[Dataset entries]
'''

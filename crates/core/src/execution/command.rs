//! Command line construction.
//!
//! Every item of a spec's `command` list is rendered independently, split
//! into shell words, and the words of all items are joined back into one
//! POSIX-quoted line. A substituted value can therefore never introduce
//! unquoted shell syntax.

use std::collections::HashMap;

use super::params::ParamResolver;
use super::session::JobSession;
use crate::error::{RunError, SpecError};
use crate::template;

/// Environment entries available to every template besides the parameters.
fn base_env(session: &JobSession) -> HashMap<String, String> {
    HashMap::from([
        ("cwd".to_string(), session.path().to_string_lossy().into_owned()),
        (
            "cwd_abs".to_string(),
            session.absolute_path().to_string_lossy().into_owned(),
        ),
    ])
}

/// Render a spec's command items into a single shell-safe command line.
pub async fn build_command_line(
    items: &[String],
    session: &JobSession,
    resolver: &mut ParamResolver<'_>,
) -> Result<String, RunError> {
    let env = base_env(session);
    let mut words: Vec<String> = Vec::new();

    for item in items {
        let rendered = render_item(item, &env, resolver).await?;
        words.extend(split_words(&rendered)?);
    }

    shlex::try_join(words.iter().map(String::as_str))
        .map_err(|_| RunError::InvalidCommand(SpecError::NulByte))
}

/// Split `input` into words with POSIX shell quoting rules.
///
/// Unlike `shlex::split`, a word starting with `#` is an ordinary word, not
/// a comment. Inside double quotes a backslash only escapes `"` and `\\`.
pub(crate) fn split_words(input: &str) -> Result<Vec<String>, SpecError> {
    #[derive(Clone, Copy, PartialEq, Eq)]
    enum Mode {
        Normal,
        SingleQuoted,
        DoubleQuoted,
    }

    let unbalanced = || SpecError::UnbalancedQuoting(input.to_string());
    let mut words = Vec::new();
    let mut current = String::new();
    // Tracks words made only of empty quotes, such as `''`.
    let mut in_word = false;
    let mut mode = Mode::Normal;
    let mut chars = input.chars();

    while let Some(ch) = chars.next() {
        match mode {
            Mode::Normal => match ch {
                ' ' | '\t' | '\r' | '\n' => {
                    if in_word {
                        words.push(std::mem::take(&mut current));
                        in_word = false;
                    }
                }
                '\'' => {
                    mode = Mode::SingleQuoted;
                    in_word = true;
                }
                '"' => {
                    mode = Mode::DoubleQuoted;
                    in_word = true;
                }
                '\\' => {
                    current.push(chars.next().ok_or_else(unbalanced)?);
                    in_word = true;
                }
                c => {
                    current.push(c);
                    in_word = true;
                }
            },
            Mode::SingleQuoted => match ch {
                '\'' => mode = Mode::Normal,
                c => current.push(c),
            },
            Mode::DoubleQuoted => match ch {
                '"' => mode = Mode::Normal,
                '\\' => match chars.next().ok_or_else(unbalanced)? {
                    c @ ('"' | '\\') => current.push(c),
                    c => {
                        current.push('\\');
                        current.push(c);
                    }
                },
                c => current.push(c),
            },
        }
    }

    if mode != Mode::Normal {
        return Err(unbalanced());
    }
    if in_word {
        words.push(current);
    }
    Ok(words)
}

/// Substitute one item; items without placeholders are returned verbatim.
async fn render_item(
    item: &str,
    base_env: &HashMap<String, String>,
    resolver: &mut ParamResolver<'_>,
) -> Result<String, RunError> {
    let identifiers = template::extract_identifiers(item);
    if identifiers.is_empty() {
        return Ok(item.to_string());
    }

    // Parameter values take precedence over the built-in entries.
    let mut env = base_env.clone();
    env.extend(resolver.resolve(&identifiers).await?);
    Ok(template::substitute(item, &env))
}

// ---------------------------------------------------------------------------
// Tests
// ---------------------------------------------------------------------------

#[cfg(test)]
mod tests {
    use std::collections::BTreeMap;

    use assert_matches::assert_matches;

    use super::*;
    use crate::execution::params::{ParamMap, ParamValue};
    use crate::spec::{ParamSpec, ParamType};

    fn items(list: &[&str]) -> Vec<String> {
        list.iter().map(|s| s.to_string()).collect()
    }

    async fn build(list: &[&str], values: &[(&str, &str)]) -> Result<String, RunError> {
        let base = tempfile::tempdir().expect("create temp dir");
        let session = JobSession::open(base.path()).await.expect("open");
        let params = BTreeMap::new();
        let values: ParamMap = values
            .iter()
            .map(|(k, v)| (k.to_string(), ParamValue::from(*v)))
            .collect();
        let mut resolver = ParamResolver::new(&params, session.path(), &values);
        build_command_line(&items(list), &session, &mut resolver).await
    }

    #[tokio::test]
    async fn plain_items_pass_through() {
        let line = build(&["ls", "-la"], &[]).await.expect("build");
        assert_eq!(line, "ls -la");
    }

    #[tokio::test]
    async fn substitutes_parameters() {
        let line = build(&["echo", "$greeting"], &[("greeting", "hi")])
            .await
            .expect("build");
        assert_eq!(line, "echo hi");
    }

    #[tokio::test]
    async fn value_with_spaces_is_split_into_words() {
        let line = build(&["echo", "$args"], &[("args", "one two")])
            .await
            .expect("build");
        assert_eq!(split_words(&line).expect("split"), vec!["echo", "one", "two"]);
    }

    #[tokio::test]
    async fn quoted_template_keeps_value_whole() {
        let line = build(&["echo", "'$msg'"], &[("msg", "hello world")])
            .await
            .expect("build");
        assert_eq!(split_words(&line).expect("split"), vec!["echo", "hello world"]);
    }

    #[tokio::test]
    async fn shell_metacharacters_are_quoted() {
        let line = build(&["echo", "$msg"], &[("msg", "a;rm -rf x|y&&$(z)")])
            .await
            .expect("build");
        let words = split_words(&line).expect("split");
        assert_eq!(words, vec!["echo", "a;rm", "-rf", "x|y&&$(z)"]);
        assert!(!line.contains(" a;rm"), "metacharacters must be quoted: {line}");
    }

    #[tokio::test]
    async fn unresolved_placeholder_is_left_in_place() {
        let line = build(&["echo", "${missing}"], &[]).await.expect("build");
        assert_eq!(split_words(&line).expect("split"), vec!["echo", "${missing}"]);
    }

    #[tokio::test]
    async fn unbalanced_quote_is_invalid_command() {
        let result = build(&["echo", "$msg"], &[("msg", "it's")]).await;
        assert_matches!(
            result,
            Err(RunError::InvalidCommand(SpecError::UnbalancedQuoting(_)))
        );
    }

    #[tokio::test]
    async fn cwd_entries_point_at_job_directory() {
        let base = tempfile::tempdir().expect("create temp dir");
        let session = JobSession::open(base.path()).await.expect("open");
        let params = BTreeMap::new();
        let values = ParamMap::new();
        let mut resolver = ParamResolver::new(&params, session.path(), &values);

        let line = build_command_line(&items(&["ls", "$cwd_abs"]), &session, &mut resolver)
            .await
            .expect("build");
        let words = split_words(&line).expect("split");
        assert_eq!(words[1], session.absolute_path().to_string_lossy());
    }

    #[tokio::test]
    async fn file_param_renders_as_filename() {
        let base = tempfile::tempdir().expect("create temp dir");
        let session = JobSession::open(base.path()).await.expect("open");
        let params = BTreeMap::from([(
            "doc".to_string(),
            ParamSpec {
                required: true,
                kind: ParamType::File,
                filename: Some("input.txt".to_string()),
            },
        )]);
        let values = ParamMap::from([("doc".to_string(), ParamValue::Bytes(b"data".to_vec()))]);
        let mut resolver = ParamResolver::new(&params, session.path(), &values);

        let line = build_command_line(&items(&["cat", "$doc"]), &session, &mut resolver)
            .await
            .expect("build");
        assert_eq!(split_words(&line).expect("split"), vec!["cat", "input.txt"]);
        assert!(session.path().join("input.txt").exists());
    }

    #[tokio::test]
    async fn hash_is_not_a_comment() {
        let line = build(&["echo", "$msg"], &[("msg", "#ff0000 red")])
            .await
            .expect("build");
        assert_eq!(split_words(&line).expect("split"), vec!["echo", "#ff0000", "red"]);

        let line = build(&["echo", "#1"], &[]).await.expect("build");
        assert_eq!(split_words(&line).expect("split"), vec!["echo", "#1"]);
    }

    #[tokio::test]
    async fn double_dollar_collapses_only_in_templated_items() {
        let line = build(&["echo", "$$ $x"], &[("x", "hi")])
            .await
            .expect("build");
        assert_eq!(line, "echo '$' hi");

        let line = build(&["echo", "$$"], &[]).await.expect("build");
        assert_eq!(line, "echo '$$'");
    }

    #[test]
    fn split_words_follows_shell_quoting() {
        let words = split_words(r#"a 'b c' "d \"e\" \$f" g\ h '' #i"#).expect("split");
        assert_eq!(words, vec!["a", "b c", r#"d "e" \$f"#, "g h", "", "#i"]);
    }

    #[test]
    fn split_words_rejects_unterminated_input() {
        assert_matches!(split_words("'open"), Err(SpecError::UnbalancedQuoting(_)));
        assert_matches!(split_words("\"open"), Err(SpecError::UnbalancedQuoting(_)));
        assert_matches!(split_words("trailing\\"), Err(SpecError::UnbalancedQuoting(_)));
    }
}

'''

Lines in the data that hold "BTreeMap" are to be counted, and the number alone reported.

4